§ TASK DESCRIPTION
Locate each line with the string "HeaderName" in the listing below and copy it.

§ EXERCISE INPUTS
»»

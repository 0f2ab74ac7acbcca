//! Encoding and decoding helpers between [`Session`] and the flat column
//! layout of the `sessions` table.
//!
//! Timestamps are stored as RFC 3339 strings. The online-access associated
//! user is flattened into nullable columns; a row with any of `user_id`,
//! `first_name`, `last_name`, `email` or `locale` set is read back with its
//! online-access info rebuilt from them.

use chrono::{DateTime, Utc};
use pulse_core::session::{AssociatedUser, OnlineAccessInfo, Session};

use crate::{Error, Result};

// ─── DateTime<Utc> ───────────────────────────────────────────────────────────

pub fn encode_dt(dt: DateTime<Utc>) -> String { dt.to_rfc3339() }

pub fn decode_dt(s: &str) -> Result<DateTime<Utc>> {
  DateTime::parse_from_rfc3339(s)
    .map(|dt| dt.with_timezone(&Utc))
    .map_err(|e| Error::DateParse(e.to_string()))
}

// ─── Raw row ─────────────────────────────────────────────────────────────────

/// Column list shared by every `SELECT` so [`RawSession::from_row`] can read
/// by position.
pub const SESSION_COLUMNS: &str = "id, shop, state, is_online, scope, expires, \
  access_token, user_id, first_name, last_name, email, account_owner, locale, \
  collaborator, email_verified";

/// A `sessions` row as plain column values.
///
/// The column set has no room for the online-access `expires_in` and
/// `associated_user_scope`, so both read back as `None`. `account_owner` is
/// `NOT NULL`: an unknown value is written as `false` and read back as
/// `Some(false)`.
#[derive(Debug, Clone)]
pub struct RawSession {
  pub id:             String,
  pub shop:           String,
  pub state:          String,
  pub is_online:      bool,
  pub scope:          Option<String>,
  pub expires:        Option<String>,
  pub access_token:   String,
  pub user_id:        Option<i64>,
  pub first_name:     Option<String>,
  pub last_name:      Option<String>,
  pub email:          Option<String>,
  pub account_owner:  bool,
  pub locale:         Option<String>,
  pub collaborator:   Option<bool>,
  pub email_verified: Option<bool>,
}

impl RawSession {
  pub fn from_row(row: &rusqlite::Row<'_>) -> rusqlite::Result<Self> {
    Ok(Self {
      id:             row.get(0)?,
      shop:           row.get(1)?,
      state:          row.get(2)?,
      is_online:      row.get(3)?,
      scope:          row.get(4)?,
      expires:        row.get(5)?,
      access_token:   row.get(6)?,
      user_id:        row.get(7)?,
      first_name:     row.get(8)?,
      last_name:      row.get(9)?,
      email:          row.get(10)?,
      account_owner:  row.get(11)?,
      locale:         row.get(12)?,
      collaborator:   row.get(13)?,
      email_verified: row.get(14)?,
    })
  }

  pub fn from_session(session: &Session) -> Self {
    let user = session.associated_user();
    Self {
      id:             session.id.clone(),
      shop:           session.shop.clone(),
      state:          session.state.clone(),
      is_online:      session.is_online,
      scope:          session.scope.clone(),
      expires:        session.expires.map(encode_dt),
      access_token:   session.access_token.clone(),
      user_id:        user.and_then(|u| u.id),
      first_name:     user.and_then(|u| u.first_name.clone()),
      last_name:      user.and_then(|u| u.last_name.clone()),
      email:          user.and_then(|u| u.email.clone()),
      account_owner:  user.and_then(|u| u.account_owner).unwrap_or(false),
      locale:         user.and_then(|u| u.locale.clone()),
      collaborator:   user.and_then(|u| u.collaborator),
      email_verified: user.and_then(|u| u.email_verified),
    }
  }

  pub fn into_session(self) -> Result<Session> {
    let expires = self.expires.as_deref().map(decode_dt).transpose()?;

    // Any stored user column means there is a user to rebuild, even when the
    // platform never recorded its id.
    let has_user = self.user_id.is_some()
      || self.first_name.is_some()
      || self.last_name.is_some()
      || self.email.is_some()
      || self.locale.is_some();

    let online_access_info = has_user.then(|| OnlineAccessInfo {
      expires_in:            None,
      associated_user_scope: None,
      associated_user:       Some(AssociatedUser {
        id:             self.user_id,
        first_name:     self.first_name,
        last_name:      self.last_name,
        email:          self.email,
        email_verified: self.email_verified,
        account_owner:  Some(self.account_owner),
        locale:         self.locale,
        collaborator:   self.collaborator,
      }),
    });

    Ok(Session {
      id: self.id,
      shop: self.shop,
      state: self.state,
      is_online: self.is_online,
      scope: self.scope,
      expires,
      access_token: self.access_token,
      online_access_info,
    })
  }
}
//! Error types and axum `IntoResponse` implementation.

use axum::{
  http::{HeaderName, HeaderValue, StatusCode},
  response::{IntoResponse, Response},
};
use thiserror::Error;

/// Header telling the embedded frontend to fetch a fresh session token and
/// retry the request.
pub const RETRY_INVALID_SESSION: HeaderName =
  HeaderName::from_static("x-shopify-retry-invalid-session-request");

#[derive(Debug, Error)]
pub enum Error {
  #[error("unauthorized")]
  Unauthorized,
  #[error("invalid session token: {0}")]
  InvalidToken(#[from] jsonwebtoken::errors::Error),
  #[error("store error: {0}")]
  Store(#[source] Box<dyn std::error::Error + Send + Sync>),
  #[error("render error: {0}")]
  Render(#[from] serde_json::Error),
}

impl IntoResponse for Error {
  fn into_response(self) -> Response {
    match self {
      Error::Unauthorized | Error::InvalidToken(_) => {
        let mut res =
          (StatusCode::UNAUTHORIZED, "Unauthorized").into_response();
        res
          .headers_mut()
          .insert(RETRY_INVALID_SESSION, HeaderValue::from_static("1"));
        res
      }
      Error::Store(e) => {
        (StatusCode::INTERNAL_SERVER_ERROR, e.to_string()).into_response()
      }
      Error::Render(e) => {
        (StatusCode::INTERNAL_SERVER_ERROR, e.to_string()).into_response()
      }
    }
  }
}
//! SQLite backend for Pulse session storage.
//!
//! Wraps [`tokio_rusqlite`] so all database access runs on a dedicated thread
//! without blocking the async runtime.

mod encode;
mod schema;
mod store;

pub mod error;

pub use error::{Error, Result};
pub use store::SqliteStore;
//! Shop-level information fetched from the Admin API.

use std::future::Future;

use serde::{Deserialize, Serialize};

/// GraphQL document issued for the email fallback.
pub const SHOP_INFO_QUERY: &str = "query {
  shop {
    id
    name
    email
    myshopifyDomain
  }
}";

/// The `shop` object returned by [`SHOP_INFO_QUERY`].
///
/// Only `email` takes part in identity resolution; the rest is kept for
/// logging and for callers that want it.
#[derive(Debug, Clone, Default, PartialEq, Eq, Serialize, Deserialize)]
#[serde(rename_all = "camelCase")]
pub struct ShopInfo {
  #[serde(default)]
  pub id:               Option<String>,
  #[serde(default)]
  pub name:             Option<String>,
  #[serde(default)]
  pub email:            Option<String>,
  #[serde(default)]
  pub myshopify_domain: Option<String>,
}

/// Anything that can answer [`SHOP_INFO_QUERY`] for the authenticated shop.
///
/// Implemented by the Admin API client in `pulse-admin`; tests use fakes.
pub trait ShopInfoSource: Send + Sync {
  type Error: std::error::Error + Send + Sync + 'static;

  /// `Ok(None)` means the query succeeded but returned no `shop` object.
  fn shop_info(
    &self,
  ) -> impl Future<Output = Result<Option<ShopInfo>, Self::Error>> + Send + '_;
}
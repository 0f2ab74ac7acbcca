//! Error types for `pulse-core`.

use thiserror::Error;

#[derive(Debug, Error)]
pub enum Error {
  #[error("invalid shop domain: {0:?}")]
  InvalidShopDomain(String),

  #[error("serialization error: {0}")]
  Serialization(#[from] serde_json::Error),
}

pub type Result<T, E = Error> = std::result::Result<T, E>;
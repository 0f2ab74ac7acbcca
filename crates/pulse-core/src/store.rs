//! The `SessionStore` trait.
//!
//! Implemented by storage backends (e.g. `pulse-store-sqlite`). The admin
//! app depends on this abstraction, not on any concrete backend.

use std::future::Future;

use crate::session::Session;

/// Persistence for platform sessions.
///
/// All methods return `Send` futures so the trait can be used in
/// multi-threaded async runtimes (e.g. tokio with `axum`).
pub trait SessionStore: Send + Sync {
  type Error: std::error::Error + Send + Sync + 'static;

  /// Insert `session`, replacing any stored session with the same id.
  fn store_session<'a>(
    &'a self,
    session: &'a Session,
  ) -> impl Future<Output = Result<(), Self::Error>> + Send + 'a;

  /// Retrieve a session by id. Returns `None` if not found.
  fn load_session<'a>(
    &'a self,
    id: &'a str,
  ) -> impl Future<Output = Result<Option<Session>, Self::Error>> + Send + 'a;

  /// Delete a session by id. Returns whether a session was removed;
  /// deleting a missing id is not an error.
  fn delete_session<'a>(
    &'a self,
    id: &'a str,
  ) -> impl Future<Output = Result<bool, Self::Error>> + Send + 'a;

  /// Delete every listed session, returning how many were removed.
  fn delete_sessions<'a>(
    &'a self,
    ids: &'a [String],
  ) -> impl Future<Output = Result<usize, Self::Error>> + Send + 'a;

  /// All sessions, online and offline, stored for `shop`.
  fn find_sessions_by_shop<'a>(
    &'a self,
    shop: &'a str,
  ) -> impl Future<Output = Result<Vec<Session>, Self::Error>> + Send + 'a;
}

««

§ YOUR RESPONSE
  http::{HeaderName, HeaderValue, StatusCode},
pub const RETRY_INVALID_SESSION: HeaderName =
  HeaderName::from_static("x-shopify-retry-invalid-session-request");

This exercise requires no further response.